As a follow up to my well received article “The Art of The Sumo Deadlift- Part 1”. I am proud to call upon my good friend and training partner for assistance, who happens to have his Doctorate in Chiropractic. Through some collaboration we were able to put together some common trouble areas for lifters learning to sumo deadlift. Here you will find some suggestions to approach correcting them. Remember these are purely suggestions, and any improper motor patterns, or positions causing pain or impingement should not be loaded before seeking appropriate professional help.

The raw sumo deadlift has become a go to alternative for many high-level powerlifting athletes, such as Dan Green and Connor Lutz (“although at a significantly lesser level than Dan Green” -Clutz).  The short lever movement allows for those with a long torso and short limbs to maximize the pull.  The key to this technical lift is the set up, and proper prioritization of movements to allow for a proper line from the floor to the lockout position.  If you are not mobile enough to get in the proper position, this lift will ultimately be unforgiving, as it’s easy to overuse the back musculature and result in injury.  I will now detail common faults and restrictions in this technique, and give you some mobility examples to help mobilize the areas of restriction.

Common Sumo Deadlift Faults

1.      Toes pointing forward

This is a common fault seen by lifters who are transitioning to a sumo deadlift technique from a conventional technique.  They often set up with a wide stance, but fail to set their toes out at 45 degrees.  This is sometimes a cueing mistake, and not a mobility error.  However, if you have trouble getting your toes to point out it may be wise to look upstream at your hips and adductor muscles.  If they are short or tight you will often notice that your ankles are caving in, your knees are crashing in, and you have trouble keeping your hips open.

Quick fix: Roll out your adductors and medial calf. Practice short foot techniques (http://www.somastruct.com/exercises/short-foot-exercise/)

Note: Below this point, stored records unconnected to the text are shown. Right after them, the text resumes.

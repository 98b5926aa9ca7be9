//! Decoded gateway payloads.
//!
//! These are the shapes the decoding layer hands to the cache. They are
//! assumed valid; nothing here checks invariants beyond what serde enforces.

use serde::de::DeserializeOwned;
use serde::{Deserialize, Serialize};

use crate::{ChannelId, Field, MessageId, TypesError, UserId};

/// Decode a payload from JSON text.
pub fn from_json<T: DeserializeOwned>(text: &str) -> Result<T, TypesError> {
    serde_json::from_str(text).map_err(TypesError::Decode)
}

/// Kind of a channel as known to the global index.
#[derive(Debug, Clone, Copy, PartialEq, Eq, Hash, Serialize, Deserialize)]
#[serde(rename_all = "snake_case")]
pub enum ChannelKind {
    /// Guild text channel.
    Text,
    /// One-to-one private channel.
    Direct,
    /// Guild voice channel.
    Voice,
    /// Multi-member private channel.
    Group,
    /// Guild category.
    Category,
}

impl ChannelKind {
    /// Whether users can hold a voice session in this kind of channel.
    pub fn is_voice_capable(&self) -> bool {
        matches!(self, Self::Voice | Self::Group)
    }
}

/// A user as it appears in recipient lists and message authors.
#[derive(Debug, Clone, PartialEq, Eq, Serialize, Deserialize)]
pub struct UserModel {
    /// User identity.
    pub id: UserId,
    /// Account name.
    pub username: String,
    /// Legacy four-digit tag.
    #[serde(default)]
    pub discriminator: Option<String>,
    /// Avatar hash.
    #[serde(default)]
    pub avatar: Option<String>,
    /// Automated account.
    #[serde(default)]
    pub bot: bool,
}

impl UserModel {
    /// Minimal user with just an id and a name.
    pub fn new(id: impl Into<UserId>, username: &str) -> Self {
        Self {
            id: id.into(),
            username: username.to_string(),
            discriminator: None,
            avatar: None,
            bot: false,
        }
    }
}

/// A (possibly partial) group channel payload.
///
/// Snapshot payloads carry every field. Incremental updates carry only the
/// fields that changed.
#[derive(Debug, Clone, PartialEq, Eq, Serialize, Deserialize)]
pub struct ChannelModel {
    /// Channel identity. Always present.
    pub id: ChannelId,
    /// Display name. `Present(None)` clears it.
    #[serde(default, skip_serializing_if = "Field::is_absent")]
    pub name: Field<Option<String>>,
    /// Icon hash. `Present(None)` clears it.
    #[serde(default, skip_serializing_if = "Field::is_absent")]
    pub icon: Field<Option<String>>,
    /// Complete member list. When present it replaces the member table.
    #[serde(default, skip_serializing_if = "Field::is_absent")]
    pub recipients: Field<Vec<UserModel>>,
}

impl ChannelModel {
    /// Payload with every field absent.
    pub fn new(id: impl Into<ChannelId>) -> Self {
        Self {
            id: id.into(),
            name: Field::Absent,
            icon: Field::Absent,
            recipients: Field::Absent,
        }
    }

    /// Mark the name present.
    pub fn with_name(mut self, name: Option<&str>) -> Self {
        self.name = Field::Present(name.map(str::to_string));
        self
    }

    /// Mark the icon present.
    pub fn with_icon(mut self, icon: Option<&str>) -> Self {
        self.icon = Field::Present(icon.map(str::to_string));
        self
    }

    /// Mark the recipient list present.
    pub fn with_recipients(mut self, recipients: Vec<UserModel>) -> Self {
        self.recipients = Field::Present(recipients);
        self
    }
}

/// An inbound message.
#[derive(Debug, Clone, PartialEq, Eq, Serialize, Deserialize)]
pub struct MessageModel {
    /// Message identity.
    pub id: MessageId,
    /// Channel the message was posted in.
    pub channel_id: ChannelId,
    /// Author.
    pub author: UserModel,
    /// Text content. Opaque to the cache.
    #[serde(default)]
    pub content: String,
    /// Creation time, unix millis.
    pub timestamp: u64,
    /// Text-to-speech flag.
    #[serde(default)]
    pub tts: bool,
    /// Pinned flag.
    #[serde(default)]
    pub pinned: bool,
}

/// A voice presence update.
#[derive(Debug, Clone, PartialEq, Eq, Serialize, Deserialize)]
pub struct VoiceStateModel {
    /// The user whose presence changed.
    pub user_id: UserId,
    /// The voice channel joined. `None` means the user left voice.
    #[serde(default)]
    pub channel_id: Option<ChannelId>,
    /// Voice session identifier.
    #[serde(default)]
    pub session_id: String,
    /// Server-side deafen.
    #[serde(default)]
    pub deaf: bool,
    /// Server-side mute.
    #[serde(default)]
    pub mute: bool,
    /// Self deafen.
    #[serde(default)]
    pub self_deaf: bool,
    /// Self mute.
    #[serde(default)]
    pub self_mute: bool,
    /// Suppressed (cannot speak).
    #[serde(default)]
    pub suppress: bool,
}

impl VoiceStateModel {
    /// Voice state with every flag cleared.
    pub fn new(user_id: impl Into<UserId>, channel_id: Option<ChannelId>) -> Self {
        Self {
            user_id: user_id.into(),
            channel_id,
            session_id: String::new(),
            deaf: false,
            mute: false,
            self_deaf: false,
            self_mute: false,
            suppress: false,
        }
    }
}

#[cfg(test)]
mod tests {
    use super::*;

    #[test]
    fn partial_channel_update_decodes() {
        let model: ChannelModel = from_json(r#"{"id": 10, "name": "Trip Planning"}"#).unwrap();
        assert_eq!(model.id, ChannelId::new(10));
        assert_eq!(model.name, Field::Present(Some("Trip Planning".to_string())));
        assert!(model.icon.is_absent());
        assert!(model.recipients.is_absent());
    }

    #[test]
    fn snapshot_decodes_recipients() {
        let model: ChannelModel = from_json(
            r#"{"id": 10, "name": null, "icon": "abc", "recipients": [
                {"id": 1, "username": "ana"},
                {"id": 2, "username": "bo", "bot": true}
            ]}"#,
        )
        .unwrap();
        assert_eq!(model.name, Field::Present(None));
        assert_eq!(model.icon, Field::Present(Some("abc".to_string())));
        let recipients = model.recipients.into_option().unwrap();
        assert_eq!(recipients.len(), 2);
        assert!(recipients[1].bot);
    }

    #[test]
    fn voice_state_without_channel_decodes() {
        let model: VoiceStateModel = from_json(r#"{"user_id": 4, "channel_id": null}"#).unwrap();
        assert_eq!(model.user_id, UserId::new(4));
        assert!(model.channel_id.is_none());
    }

    #[test]
    fn bad_json_is_a_decode_error() {
        let err = from_json::<ChannelModel>("{").unwrap_err();
        assert!(matches!(err, TypesError::Decode(_)));
    }

    #[test]
    fn voice_capable_kinds() {
        assert!(ChannelKind::Voice.is_voice_capable());
        assert!(ChannelKind::Group.is_voice_capable());
        assert!(!ChannelKind::Text.is_voice_capable());
    }
}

art of sumo deadlift part 2

art of sumo deadlift part 2

Left Image: Flat Foot, Right Image: Short Foot

2.      Knees over the bar and closed hips

In the sumo deadlift, your knees should be forced outwards over your second toe, and behind the bar while keeping proper hip height and a neutral spine.  For those who cannot achieve this position, it’s often the hips and adductor group causing you to fall forward and closing off your hips.  In addition, weak gluteus medius, and maximus will reduce your external rotation strength, allowing your adductors to over power you.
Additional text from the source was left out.